Gli architetti coinvolti sono stati Grafton Architects (Irlanda), Diébédo Francis Kéré (Germania/Burhina Faso), Kengo Kuma (Giappone), Li Xiaodong (Cina), Pezo Von Ellrichshausen (Cile), Edoardo Souto de Moura e Álvaro Siza (Portogallo).
A tutti la richiesta è stata quella di tradurre in installazioni temporanee, dettate da una libera esplorazione degli elementi base dell’architettura, una serie di spazi visitabili caratterizzati da esperienze anche tattili, sonore e olfattive. Le diverse installazioni hanno offerto la possibilità al pubblico di capire come, oltre alla figura architettonica dell’ambiente, suono e memoria, odori e superfici, influiscano nella nostra personale percezione dello spazio offerto in modo globale a quattro dei cinque sensi umani canonici. La mostra iniziava già dall’esterno nella corte dell’Accademia dove Álvaro Siza aveva disposto dei laconici stilizzati elementi architettonici di colore giallo raccolti come frammenti di un’architettura che non c’è tra gli edifici classici al contorno. Eduardo Souto de Moura ha lavorato sulle antiche arcate lignee dell’Accademia, sdoppiate da calchi in cemento lasciati semi aperti come allusive porte d’ingresso.
Nell’interno, nella grande sala con stucchi dorati e soffitto vetrato, l’imponente struttura monumentale di legno di Pezo Von Ellrichshausen, con uno spazio sospeso sostenuto da quattro muti cilindri, concludeva in modo eloquente la prospettiva interna offrendo un inconsueto elevato punto di osservazione per i visitatori. Kengo Kuma si è ispirato al Ko-do – la cerimonia giapponese dell’olfatto – con un’eterea stanza di bambù fluttuanti, profumati e illuminati, che galleggiano nell’oscurità. Una serie di misteriosi labirintici passaggi e corridoi, scanditi da pareti composte da sottili rami d’albero (22 mila pezzi ), lavati da luci incassate a pavimento, hanno configurato l’affascinate opera di Li Xiaodong. Lo studio Grafton Architects ha pensato ad un’installazione sospesa che ridisegnasse il soffitto e l’uso della luce di una delle sale. Una nuova tettonica dello spazio interno, composta da un volume scavato di cemento a vista, comprimeva lo spazio catturando la luce zenitale in modo quasi pittorico da aperture e tagli disposti a scandire la geometria della superficie.

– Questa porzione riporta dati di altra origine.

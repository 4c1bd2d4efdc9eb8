use crate::boost::BoostTable;
use crate::composer::{ComposeMode, RuleSetComposer};
use crate::rules::{RuleRegistry, SynonymTable};
use crate::sink::FragmentSink;
use anyhow::{Context, Result};
use serde::{Deserialize, Deserializer, Serialize};
use std::collections::BTreeMap;
use std::path::Path;
use std::sync::Arc;

/// Search tuning, read from a JSON file. Every key is optional.
#[derive(Debug, Clone, PartialEq, Serialize, Deserialize)]
#[serde(default)]
pub struct SearchConfig {
    /// Overlaid on the default weights; fields left out keep theirs.
    #[serde(deserialize_with = "overlay_default_boosts")]
    pub boosts: BoostTable,
    /// Rule name → boosts overlaid on `boosts` for that rule only.
    pub rule_boosts: BTreeMap<String, BoostTable>,
    /// Rules applied when a request does not name any.
    pub rules: Vec<String>,
    pub mode: ComposeMode,
    pub synonyms: SynonymTable,
    pub page_size: usize,
}

fn default_boosts() -> BoostTable {
    [
        ("article", 10.0),
        ("oem", 7.0),
        ("article_text_clean", 5.0),
        ("name", 3.0),
        ("description", 1.0),
    ]
    .into_iter()
    .collect()
}

fn overlay_default_boosts<'de, D: Deserializer<'de>>(deserializer: D) -> std::result::Result<BoostTable, D::Error> {
    let file = BoostTable::deserialize(deserializer)?;
    Ok(default_boosts().overlay(&file))
}

impl Default for SearchConfig {
    fn default() -> Self {
        Self {
            boosts: default_boosts(),
            rule_boosts: BTreeMap::new(),
            rules: vec!["FullMatch".to_string()],
            mode: ComposeMode::Merge,
            synonyms: SynonymTable::default(),
            page_size: 20,
        }
    }
}

impl SearchConfig {
    /// Defaults when `path` is `None`.
    pub fn load(path: Option<&Path>) -> Result<Self> {
        let config = match path {
            Some(path) => {
                let text = std::fs::read_to_string(path)
                    .with_context(|| format!("reading search config {}", path.display()))?;
                serde_json::from_str(&text)
                    .with_context(|| format!("parsing search config {}", path.display()))?
            }
            None => SearchConfig::default(),
        };
        config.validate()?;
        Ok(config)
    }

    pub fn validate(&self) -> Result<()> {
        self.boosts.validate()?;
        let registry = self.registry();
        registry.resolve(&self.rules)?;
        for (rule, boosts) in &self.rule_boosts {
            registry.resolve(std::slice::from_ref(rule))?;
            boosts.validate()?;
        }
        if self.page_size == 0 {
            anyhow::bail!("page_size must be positive");
        }
        Ok(())
    }

    pub fn registry(&self) -> RuleRegistry {
        RuleRegistry::standard(self.synonyms.clone())
    }

    pub fn composer(&self, sink: Arc<dyn FragmentSink>) -> RuleSetComposer {
        self.rule_boosts
            .iter()
            .fold(RuleSetComposer::new(sink), |composer, (rule, boosts)| {
                composer.with_rule_boosts(rule.clone(), boosts.clone())
            })
    }
}
use crate::error::KVError;

/// KVStore provides a key-value storage interface with upsert-by-key
/// semantics: `set` on an existing key overwrites it (last write wins).
///
/// Keys follow a namespaced convention:
/// `storecfg:store:loc-001`, `storecfg:hardware_profile:loc-001`, etc.
pub trait KVStore: Send + Sync {
    /// Get the value for a key. Returns None if the key does not exist.
    fn get(&self, key: &str) -> Result<Option<Vec<u8>>, KVError>;

    /// Set a key-value pair, overwriting any existing value.
    fn set(&self, key: &str, value: &[u8]) -> Result<(), KVError>;

    /// Delete a key. Deleting a missing key is not an error.
    fn delete(&self, key: &str) -> Result<(), KVError>;

    /// Scan all keys matching a prefix. Returns sorted (key, value) pairs.
    fn scan(&self, prefix: &str) -> Result<Vec<(String, Vec<u8>)>, KVError>;
}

Una sorta di contaminazione tra un Igloo sezionato sull’asse mediano e un arco di cattedrale gotica in scala ridotta, costruito in pannelli di polipropilene a nido d’ape, disegnava lo spazio raccolto proposto dall’africano Diébédo Francis Kéré che accoglieva i visitatori invitati a trasformare la pelle architettonica della struttura inserendovi cannucce colorate. Sensing Spaces, “l’architettura rivelata” e restituita in una serie di installazioni, ha permesso, al di là del riuscito fattore spettacolare dell’esposizione, di riflettere sull’architettura come esperienza multisensoriale, in cui l’uomo è al centro del progetto per fruire dello spazio con il corpo e con la mente.
Sensing Spaces, “l’architettura rivelata” e restituita in una serie di installazioni, ha permesso, al di là del riuscito fattore spettacolare dell’esposizione, di riflettere sull’architettura come esperienza multisensoriale, in cui l’uomo è al centro del progetto per fruire dello spazio con il corpo e con la mente.